God didn't creat me to be Miss Independent, individualistic.  In the hospital, I had to wait for the nurses to help me get to the bathroom, take a shower, bring me my meals, take out the oxygen, move my bed to the lab. 

A hard lesson, but one that changed my life.

I give thanks for breath.

Yes, breath.  I have written a few blogs about this one, but I can't talk enough about it.  When I was hooked up to the oxygen (I hated the nose tubes, by the way), I would get disheartened every time I looked at the monitor.  77%, it would say.  I was only breathing on my own at 77%?!  It left me feeling vulnerable and scared that things would never go back to normal.  Even after I was released, I was winded after walking up a simple flight of steps. 

I went for a 30 minute run on Monday morning.  With my own breath.  And that felt good.  I feel so close to God when I run outside, which is probably why I'm so addicted.

God is incredible, and even bigger than anything we can imagine, and any struggle that we go through.  Even if the circumstances had been different, even if I had died, He still would have been good.  Because that would have been part of His perfect plan. 

May His name be glorified.

Over the years, people have told me the various ways that God touched them or changed them at this time three years ago.  These are a few of my reflections.  I would love to hear yours.

Love,
Ashleigh

4.03.2012

Anxiety and things...

be anxious for nothing, HE says.

My heart is constantly balking.  By Sunday I will have worked 58 hours this week.  There are only so many hours in the day to get things done. My mind is swirling, never settling on one stray thought before flitting to another, trying to remember who to call, which bill to pay, or finding a time to vacuum my kitchen (which I so thoughtfully dusted with coffee grinds before I flew out the door this afternoon).

be anxious for nothing, but in everything by prayer and supplication with thanksgiving let your requests be made known to God, HE says.
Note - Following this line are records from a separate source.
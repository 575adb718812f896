//! Date normalisation.
//!
//! Upstream sources disagree on whether an expiration is a full instant or a
//! bare calendar date, and on whether instants carry a timezone. Everything
//! here funnels into `DateTime<Utc>`; nothing here ever returns an error to
//! the caller.

use chrono::{DateTime, NaiveDate, NaiveDateTime, Utc};
use serde::{Deserialize, Serialize};

// ─── Input ───────────────────────────────────────────────────────────────────

/// An expiration value as received from a source.
#[derive(Debug, Clone, PartialEq, Eq)]
pub enum RawExpiration {
  /// Already a structured timestamp.
  Timestamp(DateTime<Utc>),
  /// A textual date or date-time in one of several ISO-8601 shapes.
  Text(String),
}

impl RawExpiration {
  /// Convert a JSON field into a raw expiration. `null` means absent; numbers
  /// and other non-string values are kept as text so they are reported as
  /// malformed rather than silently discarded.
  pub fn from_json(value: serde_json::Value) -> Option<Self> {
    match value {
      serde_json::Value::Null => None,
      serde_json::Value::String(s) => Some(Self::Text(s)),
      other => Some(Self::Text(other.to_string())),
    }
  }
}

impl From<DateTime<Utc>> for RawExpiration {
  fn from(value: DateTime<Utc>) -> Self { Self::Timestamp(value) }
}

impl From<&str> for RawExpiration {
  fn from(value: &str) -> Self { Self::Text(value.to_string()) }
}

// ─── Output ──────────────────────────────────────────────────────────────────

/// Why an expiration could not be resolved.
#[derive(Debug, Clone, PartialEq, Eq, Serialize, Deserialize)]
#[serde(tag = "kind", rename_all = "snake_case")]
pub enum Unavailable {
  /// No value, or an empty string.
  Absent,
  /// A value was present but matched none of the accepted formats.
  Malformed { raw: String, reason: String },
}

/// Result of [`normalize`].
#[derive(Debug, Clone, PartialEq, Eq)]
pub enum Expiration {
  At(DateTime<Utc>),
  NotAvailable(Unavailable),
}

impl Expiration {
  pub fn at(&self) -> Option<DateTime<Utc>> {
    match self {
      Self::At(ts) => Some(*ts),
      Self::NotAvailable(_) => None,
    }
  }
}

// ─── Normalisation ───────────────────────────────────────────────────────────

/// Resolve a raw expiration into a UTC timestamp.
///
/// - `…Z` strings are read as UTC.
/// - strings with a `T` separator are read as date-times; a missing offset
///   means UTC.
/// - bare `YYYY-MM-DD` dates are anchored to midnight UTC.
///
/// Parse failures are logged and returned as [`Unavailable::Malformed`].
pub fn normalize(raw: Option<&RawExpiration>) -> Expiration {
  let text = match raw {
    None => return Expiration::NotAvailable(Unavailable::Absent),
    Some(RawExpiration::Timestamp(ts)) => return Expiration::At(*ts),
    Some(RawExpiration::Text(text)) => text.trim(),
  };
  if text.is_empty() {
    return Expiration::NotAvailable(Unavailable::Absent);
  }

  let parsed = if let Some(head) = text.strip_suffix('Z') {
    parse_date_time(&format!("{head}+00:00"))
  } else if text.contains('T') {
    parse_date_time(text)
  } else {
    NaiveDate::parse_from_str(text, "%Y-%m-%d")
      .map_err(|e| e.to_string())
      .and_then(|date| {
        date
          .and_hms_opt(0, 0, 0)
          .map(|midnight| midnight.and_utc())
          .ok_or_else(|| "date has no midnight".to_string())
      })
  };

  match parsed {
    Ok(ts) => Expiration::At(ts),
    Err(reason) => {
      tracing::warn!(raw = text, %reason, "failed to parse expiration date");
      Expiration::NotAvailable(Unavailable::Malformed {
        raw: text.to_string(),
        reason,
      })
    }
  }
}

/// Parse an ISO-8601 date-time with or without an offset.
fn parse_date_time(text: &str) -> Result<DateTime<Utc>, String> {
  if let Ok(ts) = DateTime::parse_from_rfc3339(text) {
    return Ok(ts.with_timezone(&Utc));
  }
  // RFC 3339 insists on seconds; ISO-8601 does not.
  if let Ok(ts) = DateTime::parse_from_str(text, "%Y-%m-%dT%H:%M%:z") {
    return Ok(ts.with_timezone(&Utc));
  }
  for format in ["%Y-%m-%dT%H:%M:%S%.f", "%Y-%m-%dT%H:%M"] {
    if let Ok(naive) = NaiveDateTime::parse_from_str(text, format) {
      return Ok(naive.and_utc());
    }
  }
  Err(format!("unrecognised date-time {text:?}"))
}

#[cfg(test)]
mod tests {
  use chrono::TimeZone;

  use super::*;

  fn text(s: &str) -> Expiration { normalize(Some(&RawExpiration::from(s))) }

  fn utc(y: i32, mo: u32, d: u32, h: u32, mi: u32, s: u32) -> DateTime<Utc> {
    Utc.with_ymd_and_hms(y, mo, d, h, mi, s).unwrap()
  }

  #[test]
  fn absent_and_empty_are_not_available() {
    assert_eq!(normalize(None), Expiration::NotAvailable(Unavailable::Absent));
    assert_eq!(text(""), Expiration::NotAvailable(Unavailable::Absent));
    assert_eq!(text("   "), Expiration::NotAvailable(Unavailable::Absent));
  }

  #[test]
  fn zulu_suffix_is_utc() {
    assert_eq!(text("2024-01-10T12:00:00Z"), Expiration::At(utc(2024, 1, 10, 12, 0, 0)));
  }

  #[test]
  fn zulu_with_seven_fractional_digits() {
    let parsed = text("2024-01-10T12:00:00.1234567Z").at().unwrap();
    assert_eq!(parsed.timestamp(), utc(2024, 1, 10, 12, 0, 0).timestamp());
  }

  #[test]
  fn explicit_offset_is_converted() {
    assert_eq!(
      text("2024-01-10T12:00:00+02:00"),
      Expiration::At(utc(2024, 1, 10, 10, 0, 0))
    );
  }

  #[test]
  fn naive_date_time_is_assumed_utc() {
    assert_eq!(text("2024-01-10T08:30:00"), Expiration::At(utc(2024, 1, 10, 8, 30, 0)));
    assert_eq!(text("2024-01-10T08:30"), Expiration::At(utc(2024, 1, 10, 8, 30, 0)));
  }

  #[test]
  fn date_only_is_midnight_utc() {
    assert_eq!(text("2024-01-13"), Expiration::At(utc(2024, 1, 13, 0, 0, 0)));
  }

  #[test]
  fn garbage_is_malformed_not_a_panic() {
    for bad in ["tomorrow", "2024-13-45", "2024-01-10T99:00:00Z", "12/01/2024"] {
      match text(bad) {
        Expiration::NotAvailable(Unavailable::Malformed { raw, .. }) => {
          assert_eq!(raw, bad)
        }
        other => panic!("{bad:?} parsed as {other:?}"),
      }
    }
  }

  #[test]
  fn structured_timestamp_is_returned_unchanged() {
    let ts = utc(2030, 6, 1, 0, 0, 0);
    assert_eq!(normalize(Some(&RawExpiration::from(ts))), Expiration::At(ts));
  }

  #[test]
  fn normalising_a_normalised_value_is_idempotent() {
    let once = text("2024-01-10T12:00:00+05:00").at().unwrap();
    let twice = normalize(Some(&RawExpiration::Timestamp(once))).at().unwrap();
    assert_eq!(once, twice);
  }

  #[test]
  fn json_values_map_onto_raw_expirations() {
    assert_eq!(RawExpiration::from_json(serde_json::Value::Null), None);
    assert_eq!(
      RawExpiration::from_json(serde_json::json!("2024-01-10")),
      Some(RawExpiration::from("2024-01-10"))
    );
    let number = RawExpiration::from_json(serde_json::json!(1704844800));
    assert!(matches!(
      normalize(number.as_ref()),
      Expiration::NotAvailable(Unavailable::Malformed { .. })
    ));
  }
}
I need this reminder so much.  I'm so busy thinking about the things that I have to do, that I don't spend time reflecting and thanking Jesus for the things He's done in my life.  There are many things to reflect on: my relationship with God, Christ's return, my relationship with Jake, marriage, and the list goes on.  I often find myself telling Jake that I wish I had an answer for people when they ask me reflective questions such as: What has God taught you in marriage? What things are you learning?  Those questions, however, give me a reason to stop and ponder. 
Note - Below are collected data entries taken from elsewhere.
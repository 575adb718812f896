//! Layered configuration: optional TOML file, then `ADE_*` environment
//! variables, then command-line overrides applied by `main`.

use std::path::Path;

use ade_core::{
  ConfigurationError,
  classify::Policy,
  run::MonitorConfig,
  source::Recipient,
};
use ade_devcenter::{
  Credentials, DevCenterConfig, ManagedIdentity, StaticToken, source::DEFAULT_MANAGEMENT_ENDPOINT,
};
use ade_slack::{SlackConfig, messenger::DEFAULT_API_BASE};
use serde::Deserialize;

/// Longest warning window accepted for the `window` policy.
pub const MAX_WARN_DAYS: u32 = 3650;

#[derive(Debug, Clone, Copy, PartialEq, Eq, Default, Deserialize, clap::ValueEnum)]
#[serde(rename_all = "lowercase")]
pub enum PolicyKind {
  /// expired / tomorrow / 3 days / 7 days
  #[default]
  Tiered,
  /// expired / expiring within `warn_days`
  Window,
}

#[derive(Debug, Clone, Deserialize)]
#[serde(default)]
pub struct Settings {
  pub subscription_id:            Option<String>,
  pub slack_channel_id:           Option<String>,
  pub slack_token:                Option<String>,
  pub simulate_send:              bool,
  pub policy:                     PolicyKind,
  pub warn_days:                  u32,
  /// Pre-issued bearer token; managed identity is used when unset.
  pub access_token:               Option<String>,
  /// User-assigned managed identity.
  pub managed_identity_client_id: Option<String>,
  pub management_endpoint:        String,
  pub slack_api_base:             String,
  pub request_timeout_secs:       u64,
}

impl Default for Settings {
  fn default() -> Self {
    Self {
      subscription_id:            None,
      slack_channel_id:           None,
      slack_token:                None,
      simulate_send:              false,
      policy:                     PolicyKind::Tiered,
      warn_days:                  3,
      access_token:               None,
      managed_identity_client_id: None,
      management_endpoint:        DEFAULT_MANAGEMENT_ENDPOINT.to_string(),
      slack_api_base:             DEFAULT_API_BASE.to_string(),
      request_timeout_secs:       30,
    }
  }
}

fn non_blank(value: &Option<String>) -> Option<&str> {
  value.as_deref().map(str::trim).filter(|s| !s.is_empty())
}

impl Settings {
  pub fn load(path: &Path) -> Result<Self, config::ConfigError> {
    Self::from_sources(
      config::File::from(path).required(false),
      config::Environment::with_prefix("ADE"),
    )
  }

  fn from_sources<F>(file: F, env: config::Environment) -> Result<Self, config::ConfigError>
  where
    F: config::Source + Send + Sync + 'static,
  {
    config::Config::builder()
      .add_source(file)
      .add_source(env)
      .build()?
      .try_deserialize()
  }

  pub fn policy(&self) -> Policy {
    match self.policy {
      PolicyKind::Tiered => Policy::Tiered,
      PolicyKind::Window => Policy::Window { days: self.warn_days },
    }
  }

  pub fn monitor_config(&self) -> Result<MonitorConfig, ConfigurationError> {
    let channel = non_blank(&self.slack_channel_id)
      .ok_or(ConfigurationError::Missing("slack_channel_id"))?;
    if self.policy == PolicyKind::Window && !(1..=MAX_WARN_DAYS).contains(&self.warn_days) {
      return Err(ConfigurationError::Invalid {
        name:   "warn_days",
        reason: format!("must be between 1 and {MAX_WARN_DAYS}"),
      });
    }
    Ok(MonitorConfig { channel: Recipient::new(channel), policy: self.policy() })
  }

  pub fn slack_config(&self) -> Result<SlackConfig, ConfigurationError> {
    let token = match non_blank(&self.slack_token) {
      Some(token) => token.to_string(),
      None if self.simulate_send => String::new(),
      None => return Err(ConfigurationError::Missing("slack_token")),
    };
    Ok(SlackConfig { token, api_base: self.slack_api_base.clone(), simulate: self.simulate_send })
  }

  /// The subscription is passed through unchecked; the source reports it
  /// missing at fetch time so the failure reaches the monitoring channel.
  pub fn devcenter_config(&self) -> DevCenterConfig {
    DevCenterConfig {
      subscription_id:     self.subscription_id.clone(),
      management_endpoint: self.management_endpoint.clone(),
    }
  }

  pub fn credentials(&self, client: reqwest::Client) -> Credentials {
    match non_blank(&self.access_token) {
      Some(token) => Credentials::Static(StaticToken::new(token)),
      None => Credentials::ManagedIdentity(ManagedIdentity::from_env(
        client,
        self.managed_identity_client_id.clone(),
      )),
    }
  }
}

#[cfg(test)]
mod tests {
  use std::collections::HashMap;

  use super::*;

  fn load(toml: &str, env: &[(&str, &str)]) -> Settings {
    let vars = env.iter().map(|(k, v)| (k.to_string(), v.to_string())).collect::<HashMap<_, _>>();
    Settings::from_sources(
      config::File::from_str(toml, config::FileFormat::Toml),
      config::Environment::with_prefix("ADE").source(Some(vars)),
    )
    .unwrap()
  }

  #[test]
  fn defaults_apply_to_empty_sources() {
    let s = load("", &[]);
    assert_eq!(s.policy, PolicyKind::Tiered);
    assert_eq!(s.warn_days, 3);
    assert_eq!(s.request_timeout_secs, 30);
    assert_eq!(s.management_endpoint, "https://management.azure.com");
    assert!(!s.simulate_send);
  }

  #[test]
  fn environment_overrides_file() {
    let s = load(
      r#"
        subscription_id  = "from-file"
        slack_channel_id = "C-file"
        policy           = "window"
        warn_days        = 5
      "#,
      &[("ADE_SUBSCRIPTION_ID", "from-env"), ("ADE_SIMULATE_SEND", "true")],
    );
    assert_eq!(s.subscription_id.as_deref(), Some("from-env"));
    assert_eq!(s.slack_channel_id.as_deref(), Some("C-file"));
    assert!(s.simulate_send);
    assert_eq!(s.policy(), Policy::Window { days: 5 });
  }

  #[test]
  fn channel_is_required() {
    let s = load("slack_channel_id = \"  \"", &[]);
    assert_eq!(s.monitor_config().unwrap_err(), ConfigurationError::Missing("slack_channel_id"));
  }

  #[test]
  fn zero_day_window_is_rejected() {
    let s = load("slack_channel_id = \"C1\"\npolicy = \"window\"\nwarn_days = 0", &[]);
    assert!(matches!(
      s.monitor_config(),
      Err(ConfigurationError::Invalid { name: "warn_days", .. })
    ));
  }

  #[test]
  fn oversized_window_is_rejected() {
    let s = load(
      "slack_channel_id = \"C1\"",
      &[("ADE_POLICY", "window"), ("ADE_WARN_DAYS", "200000000")],
    );
    assert!(matches!(
      s.monitor_config(),
      Err(ConfigurationError::Invalid { name: "warn_days", .. })
    ));

    let s = load("slack_channel_id = \"C1\"\npolicy = \"window\"\nwarn_days = 3650", &[]);
    assert_eq!(s.monitor_config().unwrap().policy, Policy::Window { days: MAX_WARN_DAYS });
  }

  #[test]
  fn slack_token_is_optional_only_when_simulating() {
    let mut s = load("", &[]);
    assert_eq!(s.slack_config().unwrap_err(), ConfigurationError::Missing("slack_token"));
    s.simulate_send = true;
    assert!(s.slack_config().unwrap().simulate);
  }

  #[test]
  fn static_token_wins_over_managed_identity() {
    let s = load("access_token = \"abc\"", &[]);
    assert!(matches!(s.credentials(reqwest::Client::new()), Credentials::Static(_)));
    let s = load("", &[]);
    assert!(matches!(
      s.credentials(reqwest::Client::new()),
      Credentials::ManagedIdentity(_)
    ));
  }
}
Prayer is also something that I've been struggling with.  We're so quick to try sorting out our problems by ourselves, aren't we?  Just wait until the end of that verse:

be anxious for nothing, but in everything by prayer and supplication with thanksgiving let your requests be made known to God. And the peace of God, which surpasses all understanding, will guard your hearts and your minds in Christ Jesus...phil 4:6,7

Peace? What is this? My heart has been so unfamiliar with this word lately.  But His Word says it right there: His peace will guard my heart and mind.  First I have to give my cares to Him...all of them.